Hike of the Week: Buckskin Gulch / Paria Canyon

Hike of the Week: Buckskin Gulch / Paria Canyon

This weekly series aims to inspire you to go out there and see the marvelous sights in person. Merely viewing them on your phone or monitor is not enough. Feel the wind, breathe the air and bask in the sun.

Our hike this week is the inspiring Buckskin Gulch and Paria Canyon.

Featured Photo: Hiking Buckskin Gulch Trail (photo by Mark Byzewski)

Why this Hike?

This 4-day hike takes you through 38 miles of beautiful sandstone walls with crevices and caves and the winding riverbed, and you will find yourself in awe of the different yellows, oranges, and purple hues. Prehistoric footprints, fossils, and petroglyphs can be seen along the trail. The park also allows backpackers to bring their dogs along for the adventure.

  • Total distance is 44.5 miles / 72 km
  • Accessible from Kanab, Utah
  • Moderately difficult, Buckskin Gulch is best suited for experienced hikers
  • Multi-day hike, 4 days is recommended
  • You will need to schedule shuttle services to get to the canyons.
  • Motivation? Gorgeous views and a wonderful trail that is relatively isolated and experienced by few

It is important that you remember these factors before starting your adventure:

  • The trail is remote with no available amenities
  • There is almost no cell phone, GPS or satellite coverage in the canyons
  • You will be hiking through the riverbed, so be careful because the water is heavily silted
  • There are freshwater springs but they are relatively hidden
  • The local wildlife includes snakes, scorpions, and spiders
  • It is important that you check the weather forecast at the canyon before your trek, flash floods usually happen after storms but subside after 8-10 hours
  • Hikers are required to pack out their own waste
  • Sandstone is brittle and could easily break, so you'll need to watch your step and make sure that your footing is stable
  • Campfires are not permitted

How do I get there?

Due to the need for permits and shuttle rides, you should begin your planning months in advance. Kanab is pretty remote, so Las Vegas or St. George are your best options for flying in. From there, renting a car is probably the best way to get to Kanab. There are several shuttle operators in the area that will give you a ride from Kanab to the Wire Pass Trailhead to start your hike. Since you'll end in Lees Ferry, you will also need to arrange transportation from there after the hike. The other option is to leave your car at Lees Ferry and have a shuttle take you to Wirepass. These are the shuttle service providers in the area:

  • Paria Outpost (928-691-1047)
  • Circle Tours (888-854-7862
  • End of the Trail Shuttles (928-355-2252)

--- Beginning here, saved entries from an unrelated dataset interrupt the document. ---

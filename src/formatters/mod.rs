// ABOUTME: Formatting layer turning upstream API payloads into readable text reports
// ABOUTME: One formatter per payload kind plus shared field access and rendering helpers
//
// SPDX-License-Identifier: MIT OR Apache-2.0
// Copyright (c) 2025 Intervals MCP Server contributors

//! # Payload Formatters
//!
//! This module converts JSON payloads from the Intervals.icu API into
//! deterministic, human-readable multi-section text reports. Formatters never
//! fail: every field access has an explicit fallback (`N/A` for most kinds,
//! `0` for interval metrics), so a partially-missing payload still renders a
//! complete report.
//!
//! Each formatter ends by scanning the payload for custom camelCase fields
//! that are not part of its known-field set and appends a `Custom Fields:`
//! section when any are found.

/// Activity summary formatting
pub mod activity;
/// Custom camelCase field detection and rendering
pub mod custom_fields;
/// Calendar event formatting (summary and details)
pub mod events;
/// Interval analysis formatting
pub mod intervals;
/// Wellness entry formatting
pub mod wellness;
/// Workout formatting
pub mod workout;

pub use activity::format_activity_summary;
pub use custom_fields::{detect_custom_fields, format_custom_fields, is_camel_case};
pub use events::{format_event_details, format_event_summary};
pub use intervals::format_intervals;
pub use wellness::format_wellness_entry;
pub use workout::format_workout;

use serde_json::{Map, Value};

/// Payload type consumed by every formatter: one JSON object from the API
pub type Payload = Map<String, Value>;

/// Render a JSON value the way it appears in a report line.
///
/// Nulls become `N/A`, booleans `True`/`False`, numbers their decimal text,
/// strings pass through verbatim. Arrays and objects fall back to their
/// generic JSON text; no stable format is promised for those beyond
/// "renders without error".
pub(crate) fn render_value(value: &Value) -> String {
    match value {
        Value::Null => "N/A".into(),
        Value::Bool(true) => "True".into(),
        Value::Bool(false) => "False".into(),
        Value::Number(n) => n.to_string(),
        Value::String(s) => s.clone(),
        other => other.to_string(),
    }
}

/// First non-null value among the given alias keys.
pub(crate) fn lookup<'a>(payload: &'a Payload, keys: &[&str]) -> Option<&'a Value> {
    keys.iter()
        .filter_map(|key| payload.get(*key))
        .find(|value| !value.is_null())
}

/// Render the first non-null alias, or the default when every alias is
/// missing or null.
pub(crate) fn text_or(payload: &Payload, keys: &[&str], default: &str) -> String {
    lookup(payload, keys).map_or_else(|| default.into(), render_value)
}

/// Render a single interval metric, defaulting to `0` when missing.
///
/// Interval analysis uses a numeric zero as its missing-value sentinel where
/// the other formatters use `N/A`; downstream consumers rely on the
/// numeric-typed form, so the asymmetry is kept.
pub(crate) fn metric_or_zero(payload: &Payload, key: &str) -> String {
    payload
        .get(key)
        .filter(|value| !value.is_null())
        .map_or_else(|| "0".into(), render_value)
}

/// Truthiness of a JSON value as the upstream API means it: null, false,
/// zero, and empty strings/arrays/objects all count as absent.
pub(crate) fn is_truthy(value: &Value) -> bool {
    match value {
        Value::Null => false,
        Value::Bool(b) => *b,
        Value::Number(n) => n.as_f64().is_some_and(|f| f != 0.0),
        Value::String(s) => !s.is_empty(),
        Value::Array(items) => !items.is_empty(),
        Value::Object(map) => !map.is_empty(),
    }
}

Here’s a map of the recommended route:

The hike could be done in 2-3 days by experienced hikers but we recommend that you finish it in 4 days so that you have enough time to enjoy the scenery.

  • Day 1: Wire Pass Trailhead to below the Paria River / Buckskin Gulch Confluence (13.5 miles)
  • Day 2: Confluence to Wrather Canyon (13 miles)
  • Day 3: Wrather Canyon to Bush Head Canyon (6 miles)
  • Day 4: Bush Head Canyon to Lees Ferry (12 miles)

Trail Description

The trek starts off at Wire Pass Trailhead which is a downward hike to the sandy riverbed. You would need to climb over a couple of obstacles along the way. At the 1¾ mile mark, Wire Pass intersects with Buckskin Gulch. Here you will see several petroglyphs that are located on the right walls, just before the junction. Please respect these prehistoric artifacts and do not add to the vandalism left by others.

At this point, you will enter Buckskin Gulch which is an incredible slot canyon that can get as deep as 500 feet. In many places, the canyon is only 10 feet wide.

Throughout Buckskin Gulch, you may encounter some knee-deep or deeper pools. 3 miles down from Middle Point, you will reach a large rock jam. This is the most difficult obstacle in Buckskin Gulch. 45 minutes past the rock jam, you will encounter several freshwater springs/seeps in the Navajo Sandstone. This would be a good place to refill your water containers.

There are 2 great campsites after this, both of which are near the confluence with Paria River. The first is ¼ mile from the confluence, while the second is further downstream. They are easy to identify by large flat open areas above the waterbed and the presence of trees. After these two campsites, the next closest would be 1 mile past the confluence. It is important to note that camping inside Buckskin Gulch is not recommended due to the potential of flash floods. You will need to reach the confluence area to be able to set up camp.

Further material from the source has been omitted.